→ **ENTRIES PROVIDED**

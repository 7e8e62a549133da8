//! Attaches the session credential to outbound calls and recovers from 401.

use std::sync::Arc;

use reqwest::StatusCode;
use tracing::{debug, instrument, warn};

use crate::credential::SessionStore;
use crate::error::RequestError;
use crate::executor::{Executor, RawResponse};
use crate::refresh::RefreshCoordinator;
use crate::request::{RequestSpec, is_absolute};

pub struct AuthInterceptor {
    executor: Arc<Executor>,
    session: Arc<dyn SessionStore>,
    coordinator: Arc<RefreshCoordinator>,
    base_url: String,
}

impl AuthInterceptor {
    pub fn new(
        executor: Arc<Executor>,
        session: Arc<dyn SessionStore>,
        coordinator: Arc<RefreshCoordinator>,
        base_url: impl Into<String>,
    ) -> Self {
        Self {
            executor,
            session,
            coordinator,
            base_url: base_url.into(),
        }
    }

    /// Run `spec`, replaying it at most once after a credential refresh.
    ///
    /// The returned response may still carry a 401 (a replay that was rejected
    /// again, or a call the interceptor does not manage); the envelope codec
    /// turns it into [`RequestError::Unauthorized`].
    #[instrument(skip_all, fields(method = %spec.method(), target = spec.target()))]
    pub async fn execute(&self, spec: &RequestSpec) -> Result<RawResponse, RequestError> {
        let url = spec.resolve_url(&self.base_url)?;
        let managed = !spec.has_explicit_authorization() && self.targets_api(spec, &url);
        let mut retried = false;

        loop {
            // read before dispatch so a refresh finishing mid-flight is detected
            let generation = self.coordinator.generation();
            let authorization = if managed {
                self.session
                    .current_credential()
                    .map(|credential| credential.authorization())
            } else {
                None
            };

            let response = self
                .executor
                .fetch(spec, &url, authorization.as_deref())
                .await?;

            if authorization.is_none() || response.status() != StatusCode::UNAUTHORIZED {
                return Ok(response);
            }

            if retried {
                warn!(%url, "Request rejected again after credential refresh");
                return Ok(response);
            }
            retried = true;

            self.coordinator
                .wait_for_refresh(spec.method(), &url, generation, spec.cancellation())
                .await?;
            debug!(%url, "Replaying request with refreshed credential");
        }
    }

    /// Only calls to our own API carry the session credential.
    fn targets_api(&self, spec: &RequestSpec, url: &str) -> bool {
        if !is_absolute(spec.target()) {
            return true;
        }
        let base = spec.base_url_override().unwrap_or(self.base_url.as_str());
        !base.is_empty() && url.starts_with(base)
    }
}
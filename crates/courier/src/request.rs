//! Request description shared by every transport mode.

use std::time::Duration;

use bytes::Bytes;
use reqwest::header::{AUTHORIZATION, HeaderMap, HeaderName, HeaderValue};
use reqwest::multipart::{Form, Part};
use serde::Serialize;
use serde_json::Value;
use tokio_util::sync::CancellationToken;
use url::Url;

use crate::error::RequestError;

pub use reqwest::Method;

pub const CONTENT_TYPE_JSON: &str = "application/json;charset=UTF-8";
pub const CONTENT_TYPE_TEXT: &str = "text/plain;charset=UTF-8";

/// How the response of a call is handed back.
#[derive(Debug, Clone, Copy, Default, PartialEq, Eq)]
pub enum ResponseMode {
    /// Body is a `{code, message, data}` envelope.
    #[default]
    Envelope,
    /// Body is returned as raw bytes; binary responses carry no envelope.
    Blob,
    /// Body is left unread for a downstream decoder.
    Raw,
}

/// Request payload. JSON and multipart form are mutually exclusive.
#[derive(Debug, Clone, Default)]
pub enum RequestBody {
    #[default]
    Empty,
    /// Pre-serialized JSON so replays reuse the exact same bytes.
    Json(Bytes),
    Form(FormData),
}

impl RequestBody {
    pub fn is_empty(&self) -> bool {
        matches!(self, Self::Empty)
    }
}

#[derive(Debug, Clone)]
pub enum FormValue {
    Text(String),
    File {
        bytes: Bytes,
        file_name: String,
        mime: Option<String>,
    },
}

#[derive(Debug, Clone)]
pub struct FormField {
    pub name: String,
    pub value: FormValue,
}

/// Multipart form payload.
///
/// Kept as plain data and rebuilt into a `reqwest` form on every dispatch so a
/// request replayed after a token refresh sends the same fields again.
#[derive(Debug, Clone, Default)]
pub struct FormData {
    fields: Vec<FormField>,
}

impl FormData {
    pub fn new() -> Self {
        Self::default()
    }

    pub fn text(mut self, name: impl Into<String>, value: impl Into<String>) -> Self {
        self.fields.push(FormField {
            name: name.into(),
            value: FormValue::Text(value.into()),
        });
        self
    }

    pub fn file(
        mut self,
        name: impl Into<String>,
        file_name: impl Into<String>,
        bytes: impl Into<Bytes>,
        mime: Option<&str>,
    ) -> Self {
        self.fields.push(FormField {
            name: name.into(),
            value: FormValue::File {
                bytes: bytes.into(),
                file_name: file_name.into(),
                mime: mime.map(str::to_owned),
            },
        });
        self
    }

    /// Build text fields from a flat serializable object. Null members are skipped.
    pub fn from_serializable<T: Serialize>(value: &T) -> Result<Self, RequestError> {
        let mut form = Self::new();
        for (name, value) in flatten_object(value)? {
            if let Some(value) = value {
                form = form.text(name, value);
            }
        }
        Ok(form)
    }

    pub fn fields(&self) -> &[FormField] {
        &self.fields
    }

    pub fn len(&self) -> usize {
        self.fields.len()
    }

    pub fn is_empty(&self) -> bool {
        self.fields.is_empty()
    }

    pub(crate) fn to_multipart(&self) -> Result<Form, RequestError> {
        let mut form = Form::new();
        for field in &self.fields {
            form = match &field.value {
                FormValue::Text(text) => form.text(field.name.clone(), text.clone()),
                FormValue::File {
                    bytes,
                    file_name,
                    mime,
                } => {
                    let mut part = Part::bytes(bytes.to_vec()).file_name(file_name.clone());
                    if let Some(mime) = mime {
                        part = part.mime_str(mime)?;
                    }
                    form.part(field.name.clone(), part)
                }
            };
        }
        Ok(form)
    }
}

/// Immutable description of one call.
#[derive(Debug, Clone)]
pub struct RequestSpec {
    method: Method,
    target: String,
    base_url: Option<String>,
    query: Vec<(String, Option<String>)>,
    body: RequestBody,
    authorization: Option<String>,
    headers: HeaderMap,
    timeout: Option<Duration>,
    mode: ResponseMode,
    cancellation: Option<CancellationToken>,
}

impl RequestSpec {
    pub fn new(method: Method, target: impl Into<String>) -> Self {
        Self {
            method,
            target: target.into(),
            base_url: None,
            query: Vec::new(),
            body: RequestBody::Empty,
            authorization: None,
            headers: HeaderMap::new(),
            timeout: None,
            mode: ResponseMode::Envelope,
            cancellation: None,
        }
    }

    pub fn get(target: impl Into<String>) -> Self {
        Self::new(Method::GET, target)
    }

    pub fn post(target: impl Into<String>) -> Self {
        Self::new(Method::POST, target)
    }

    pub fn put(target: impl Into<String>) -> Self {
        Self::new(Method::PUT, target)
    }

    pub fn delete(target: impl Into<String>) -> Self {
        Self::new(Method::DELETE, target)
    }

    pub fn patch(target: impl Into<String>) -> Self {
        Self::new(Method::PATCH, target)
    }

    pub fn query(mut self, key: impl Into<String>, value: impl ToString) -> Self {
        self.query.push((key.into(), Some(value.to_string())));
        self
    }

    /// Add a query entry that is omitted entirely when `value` is `None`.
    pub fn query_opt<V: ToString>(mut self, key: impl Into<String>, value: Option<V>) -> Self {
        self.query.push((key.into(), value.map(|v| v.to_string())));
        self
    }

    /// Add every member of a flat serializable object as a query entry.
    pub fn query_object<T: Serialize>(mut self, value: &T) -> Result<Self, RequestError> {
        self.query.extend(flatten_object(value)?);
        Ok(self)
    }

    /// Serialize `body` as JSON. Replaces any form payload.
    pub fn json<T: Serialize + ?Sized>(mut self, body: &T) -> Result<Self, RequestError> {
        let bytes =
            serde_json::to_vec(body).map_err(|source| RequestError::Serialize { source })?;
        self.body = RequestBody::Json(Bytes::from(bytes));
        Ok(self)
    }

    /// Send a multipart form. Replaces any JSON payload.
    pub fn form(mut self, form: FormData) -> Self {
        self.body = RequestBody::Form(form);
        self
    }

    /// Explicit `Authorization` value; the session credential is not attached when set.
    pub fn authorization(mut self, value: impl Into<String>) -> Self {
        self.authorization = Some(value.into());
        self
    }

    pub fn header(mut self, name: &str, value: &str) -> Result<Self, RequestError> {
        let header_name = HeaderName::from_bytes(name.as_bytes())
            .map_err(|e| RequestError::invalid_header(name, e.to_string()))?;
        let header_value =
            HeaderValue::from_str(value).map_err(|e| RequestError::invalid_header(name, e.to_string()))?;
        self.headers.insert(header_name, header_value);
        Ok(self)
    }

    pub fn timeout(mut self, timeout: Duration) -> Self {
        self.timeout = Some(timeout);
        self
    }

    /// Resolve relative targets against this address instead of the client's.
    pub fn base_url(mut self, base_url: impl Into<String>) -> Self {
        self.base_url = Some(base_url.into());
        self
    }

    /// Abort the call (including time spent queued behind a refresh) when `token` fires.
    pub fn cancel_on(mut self, token: CancellationToken) -> Self {
        self.cancellation = Some(token);
        self
    }

    pub(crate) fn with_mode(mut self, mode: ResponseMode) -> Self {
        self.mode = mode;
        self
    }

    pub fn method(&self) -> &Method {
        &self.method
    }

    pub fn target(&self) -> &str {
        &self.target
    }

    pub fn base_url_override(&self) -> Option<&str> {
        self.base_url.as_deref()
    }

    pub fn body(&self) -> &RequestBody {
        &self.body
    }

    pub fn headers(&self) -> &HeaderMap {
        &self.headers
    }

    pub fn explicit_authorization(&self) -> Option<&str> {
        self.authorization.as_deref()
    }

    /// True when the caller supplied its own auth header by either route.
    pub fn has_explicit_authorization(&self) -> bool {
        self.authorization.is_some() || self.headers.contains_key(AUTHORIZATION)
    }

    pub fn timeout_override(&self) -> Option<Duration> {
        self.timeout
    }

    pub fn mode(&self) -> ResponseMode {
        self.mode
    }

    pub fn cancellation(&self) -> Option<&CancellationToken> {
        self.cancellation.as_ref()
    }

    /// Full URL for this call: absolute targets pass through, relative ones get
    /// the base address prefixed, then the query string is appended.
    pub fn resolve_url(&self, default_base: &str) -> Result<String, RequestError> {
        let base = self.base_url.as_deref().unwrap_or(default_base);
        let url = if is_absolute(&self.target) {
            self.target.clone()
        } else {
            join_base(base, &self.target)
        };

        let query = build_query(&self.query);
        let full = if query.is_empty() {
            url
        } else if url.contains('?') {
            format!("{url}&{query}")
        } else {
            format!("{url}?{query}")
        };

        Url::parse(&full).map_err(|e| RequestError::invalid_url(&full, e.to_string()))?;
        Ok(full)
    }
}

/// `http`/`https` URLs are used as-is; anything else is a path.
pub fn is_absolute(target: &str) -> bool {
    Url::parse(target)
        .map(|url| matches!(url.scheme(), "http" | "https"))
        .unwrap_or(false)
}

fn join_base(base: &str, path: &str) -> String {
    match (base.ends_with('/'), path.starts_with('/')) {
        (true, true) => format!("{}{}", base, &path[1..]),
        (false, false) if !base.is_empty() && !path.is_empty() => format!("{base}/{path}"),
        _ => format!("{base}{path}"),
    }
}

/// `key=value` pairs joined by `&`, each component percent-encoded.
/// Entries without a value are dropped, not sent empty.
pub fn build_query(params: &[(String, Option<String>)]) -> String {
    params
        .iter()
        .filter_map(|(key, value)| {
            value.as_ref().map(|value| {
                format!(
                    "{}={}",
                    urlencoding::encode(key),
                    urlencoding::encode(value)
                )
            })
        })
        .collect::<Vec<_>>()
        .join("&")
}

fn flatten_object<T: Serialize>(value: &T) -> Result<Vec<(String, Option<String>)>, RequestError> {
    let value =
        serde_json::to_value(value).map_err(|source| RequestError::Serialize { source })?;
    match value {
        Value::Object(map) => Ok(map
            .into_iter()
            .map(|(key, value)| (key, scalar_to_string(value)))
            .collect()),
        Value::Null => Ok(Vec::new()),
        other => Err(RequestError::Serialize {
            source: serde::ser::Error::custom(format!(
                "expected a flat object, got {}",
                json_kind(&other)
            )),
        }),
    }
}

fn scalar_to_string(value: Value) -> Option<String> {
    match value {
        Value::Null => None,
        Value::String(s) => Some(s),
        Value::Bool(b) => Some(b.to_string()),
        Value::Number(n) => Some(n.to_string()),
        nested => Some(nested.to_string()),
    }
}

fn json_kind(value: &Value) -> &'static str {
    match value {
        Value::Null => "null",
        Value::Bool(_) => "a boolean",
        Value::Number(_) => "a number",
        Value::String(_) => "a string",
        Value::Array(_) => "an array",
        Value::Object(_) => "an object",
    }
}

→ **DIRECTIONS FOR THIS TASK**
If a line in the records includes the string "executor", copy it.

→ **ANSWER TO THE PROBLEM**
use crate::executor::{Executor, RawResponse};
    executor: Arc<Executor>,
        executor: Arc<Executor>,
            executor,
                .executor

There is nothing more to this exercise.